I know what you’re thinking because I’m thinking the same thing: “It seems so out of character.”
We knew some of this before, but it’s nice to have an arm of the federal government itself acknowledge just how badly Team Hopenchange blew it on their big technocratic showpiece. It’s the perfect way to mark O dropping to 39/55 in Gallup’s job approval metric, tied for the lowest single-day mark of his presidency.
Investigators found that the administration kept changing the contractors’ marching orders for the HealthCare.gov website, creating widespread confusion and leading to tens of millions of dollars in additional costs. Changes were ordered in seemingly willy-nilly fashion, including 40 times when government officials did not have the initial authority to incur additional costs…
GAO concluded:
— Contractors were not given a coherent plan, and instead they were kept jumping around from issue to issue.
— The cost of the sign-up system ballooned from $56 million to more than $209 million from Sept. 2011 to Feb. 2014. The cost of the electronic backroom jumped from $30 million to almost $85 million.
— CMS, representing the administration, failed to follow up on how well the contractors performed. At one point the agency notified one contractor it was so dissatisfied it would start withholding payments. Then it quickly rescinded that decision.
The contract for Healthcare.gov was open-ended too, ensuring little restraint on costs. The result: $840 million spent on the website, which includes $150 million in cost overruns on the initial version of Healthcare.gov that basically no one could access for the first month. The law itself will operate efficiently, though, I’m sure.

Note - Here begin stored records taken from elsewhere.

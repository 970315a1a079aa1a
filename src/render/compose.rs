// Copyright (c) 2025, Jason Jenkins
// SPDX-License-Identifier: BSD-3-Clause

//! Layer compositing.
//!
//! Flattens a session into one viewport-sized bitmap. Layers are drawn in a
//! fixed order, bottom to top:
//!
//! 1. background fill
//! 2. media, fitted to the viewport and rotated about its center
//! 3. visible captions, in slot order
//! 4. the stroke layer: ink paints black, erased pixels become transparent

use super::text::CaptionRenderer;
use crate::error::{EditorError, EditorResult};
use crate::models::media::{MediaAsset, MediaKind, Rotation};
use crate::models::session::SessionState;
use crate::models::stroke::{ERASED, INK};
use image::imageops::{self, FilterType};
use image::{Rgba, RgbaImage};
use std::sync::{Arc, Mutex};

/// Pixel capture of a whole session.
pub trait SnapshotRenderable {
    /// Render every layer of `session` at viewport size.
    fn render_snapshot(&self, session: &SessionState) -> EditorResult<RgbaImage>;
}

/// Media already fitted and rotated for one canvas size.
#[derive(Debug)]
struct FittedMedia {
    source: Arc<RgbaImage>,
    rotation: Rotation,
    canvas: (u32, u32),
    image: Arc<RgbaImage>,
}

impl FittedMedia {
    fn matches(&self, source: &Arc<RgbaImage>, rotation: Rotation, canvas: (u32, u32)) -> bool {
        Arc::ptr_eq(&self.source, source) && self.rotation == rotation && self.canvas == canvas
    }
}

/// Software rasterizer for all session layers.
///
/// The last fitted media is kept, so redrawing strokes and captions over
/// the same media does not resample it.
#[derive(Debug, Clone)]
pub struct LayerRasterizer {
    captions: CaptionRenderer,
    media_cache: Arc<Mutex<Option<FittedMedia>>>,
}

impl LayerRasterizer {
    pub fn new(captions: CaptionRenderer) -> Self {
        Self {
            captions,
            media_cache: Arc::new(Mutex::new(None)),
        }
    }

    /// Render the media layer (background included) only.
    pub fn render_media(&self, session: &SessionState) -> RgbaImage {
        let (width, height) = session.viewport_pixels();
        let mut canvas = RgbaImage::from_pixel(width, height, session.background().to_rgba(255));
        if let Some(fitted) = session.media().and_then(|m| self.fitted_media(m, (width, height))) {
            let x = (width as i64 - fitted.width() as i64) / 2;
            let y = (height as i64 - fitted.height() as i64) / 2;
            imageops::overlay(&mut canvas, &*fitted, x, y);
        }
        canvas
    }

    /// Fitted, rotated media for a canvas size, from cache when possible.
    fn fitted_media(&self, media: &MediaAsset, canvas: (u32, u32)) -> Option<Arc<RgbaImage>> {
        let Some(source) = media.shared_pixels() else {
            if media.kind() == MediaKind::Video {
                log::debug!("Video media contributes no pixels to the composition");
            }
            return None;
        };
        let rotation = media.rotation();
        let Ok(mut cache) = self.media_cache.lock() else {
            return fit_media(source, rotation, canvas).map(Arc::new);
        };
        if let Some(hit) = cache.as_ref().filter(|c| c.matches(source, rotation, canvas)) {
            return Some(Arc::clone(&hit.image));
        }
        let image = Arc::new(fit_media(source, rotation, canvas)?);
        *cache = Some(FittedMedia {
            source: Arc::clone(source),
            rotation,
            canvas,
            image: Arc::clone(&image),
        });
        Some(image)
    }

    #[cfg(test)]
    fn is_cached(&self, media: &MediaAsset, canvas: (u32, u32)) -> bool {
        match (self.media_cache.lock(), media.shared_pixels()) {
            (Ok(cache), Some(source)) => cache
                .as_ref()
                .is_some_and(|c| c.matches(source, media.rotation(), canvas)),
            _ => false,
        }
    }
}

impl SnapshotRenderable for LayerRasterizer {
    fn render_snapshot(&self, session: &SessionState) -> EditorResult<RgbaImage> {
        let mut canvas = self.render_media(session);
        for caption in session.captions().visible() {
            self.captions.draw(&mut canvas, caption);
        }
        apply_strokes(&mut canvas, session);
        Ok(canvas)
    }
}

/// Flattens sessions through a [`SnapshotRenderable`].
#[derive(Debug, Clone)]
pub struct Composer<R = LayerRasterizer> {
    renderer: R,
}

impl<R: SnapshotRenderable> Composer<R> {
    pub fn new(renderer: R) -> Self {
        Self { renderer }
    }

    pub fn renderer(&self) -> &R {
        &self.renderer
    }

    /// Flatten all layers. Fails with [`EditorError::NoMediaSelected`] when
    /// there is no media to compose onto.
    pub fn compose(&self, session: &SessionState) -> EditorResult<RgbaImage> {
        if session.media().is_none() {
            return Err(EditorError::NoMediaSelected);
        }
        self.renderer.render_snapshot(session)
    }

    /// Render for on-screen preview; works without media.
    pub fn preview(&self, session: &SessionState) -> EditorResult<RgbaImage> {
        self.renderer.render_snapshot(session)
    }
}

/// Fit the media inside the canvas (aspect preserved) and rotate it
/// clockwise. The caller centers the result; overflow is clipped.
fn fit_media(pixels: &RgbaImage, rotation: Rotation, canvas: (u32, u32)) -> Option<RgbaImage> {
    let (src_w, src_h) = pixels.dimensions();
    if src_w == 0 || src_h == 0 {
        return None;
    }
    let (fit_w, fit_h) = fit_contain(src_w, src_h, canvas.0, canvas.1);

    let fitted = if (fit_w, fit_h) == (src_w, src_h) {
        pixels.clone()
    } else {
        imageops::resize(pixels, fit_w, fit_h, FilterType::Triangle)
    };
    Some(match rotation.quarter_turns() {
        1 => imageops::rotate90(&fitted),
        2 => imageops::rotate180(&fitted),
        3 => imageops::rotate270(&fitted),
        _ => fitted,
    })
}

/// Largest size with the source aspect ratio that fits the target.
fn fit_contain(src_w: u32, src_h: u32, dst_w: u32, dst_h: u32) -> (u32, u32) {
    let scale = (dst_w as f64 / src_w as f64).min(dst_h as f64 / src_h as f64);
    let w = ((src_w as f64 * scale).round() as u32).clamp(1, dst_w.max(1));
    let h = ((src_h as f64 * scale).round() as u32).clamp(1, dst_h.max(1));
    (w, h)
}

/// Top layer: ink is opaque black, erased pixels are fully transparent.
fn apply_strokes(canvas: &mut RgbaImage, session: &SessionState) {
    let mask = session.strokes().mask();
    for (x, y, pixel) in canvas.enumerate_pixels_mut() {
        match mask.get_pixel_checked(x, y).map(|p| p.0[0]) {
            Some(INK) => *pixel = Rgba([0, 0, 0, 255]),
            Some(ERASED) => *pixel = Rgba([0, 0, 0, 0]),
            _ => {}
        }
    }
}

Via Guy Benson, here the CEO of Aetna admitting that consumers in their new ObamaCare exchange risk pool are in fact a bit older and sicker than they expected, and also that they’re already seeing some attrition among consumers — but he can’t tell for sure whether it’s “young invincibles” who are peeling off or some of the sicker adults because … the back end of Healthcare.gov, which handles payment processing, still hasn’t been built yet. $840 million and counting.